Jaymin Abdulrahman, said to have been suffering from a postnatal psychosis, told jurors she did not plan to cause any harm to the baby before the incident last September. The Crown alleges the 25-year-old Iraqi national deliberately placed her baby daughter into the chute with the intention of killing her.

Abdulrahman, who denies attempted murder and inflicting grievous bodily harm, wept several times while giving evidence on the third day of her trial. Speaking through a Kurdish interpreter, she told the court she was in tears while cleaning her bathroom shortly before placing the baby in the chute.

"I was extremely sad," she told jurors. "I went to the living room, I put the baby in a rubbish bag and I threw her away. After I had done so, I just couldn't believe what I had just done, and I couldn't understand why I did it. I was in shock."
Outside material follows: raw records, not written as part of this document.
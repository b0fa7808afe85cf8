//! Theme and styling constants

use eframe::egui;

/// Spacing constants
pub mod spacing {
    pub const XS: f32 = 4.0;
    pub const SM: f32 = 8.0;
    pub const MD: f32 = 16.0;
    pub const LG: f32 = 24.0;
    pub const XL: f32 = 32.0;
}

/// Card band colors, carried over from the archive's original palette.
pub mod colors {
    use eframe::egui::Color32;

    pub const EXAM_PAPER: Color32 = Color32::from_rgb(33, 150, 243);
    pub const MARKING_SCHEME: Color32 = Color32::from_rgb(245, 0, 87);
}

/// Switch the whole context between light and dark visuals.
pub fn apply(ctx: &egui::Context, dark_mode: bool) {
    if dark_mode {
        ctx.set_visuals(egui::Visuals::dark());
    } else {
        ctx.set_visuals(egui::Visuals::light());
    }
}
Answering questions from defence barrister Rachel Brand QC, Abdulrahman added that she had not "planned" to do what she did and had not thought about what she was going to do.

"Even now as I am speaking to you, I am still in a state of disbelief of what I have done. I have lost control of my thoughts when I did so. I can't tell whether I was crying at the time or not, but I have done this. I wasn't aware of what I was doing. If I thought that by doing so I would do some harm to the baby, I wouldn't have done it."

Asking Abdulrahman about her time in hospital after giving birth, Miss Brand asked her client: "Did you have any thoughts at all of causing harm to her?"

The defendant replied: "No. That kind of thought never came to me. This is something I could never imagine. I even despised people who were abusive to children."

Abdulrahman was "tired, sad and exhausted" in the week after her daughter's birth and unaware of why she was crying. At the start of the defence case, Miss Brand claimed Abdulrahman's mental condition was so severe it prevented her from forming an intent to kill or cause serious injury to her daughter, who fell more than 40ft into a bin store.

Abdulrahman also denies a charge of causing grievous bodily harm with intent. Her daughter, whose name cannot be published for legal reasons, suffered skull fractures and brain injuries in the fall at a block of flats in Wolverhampton.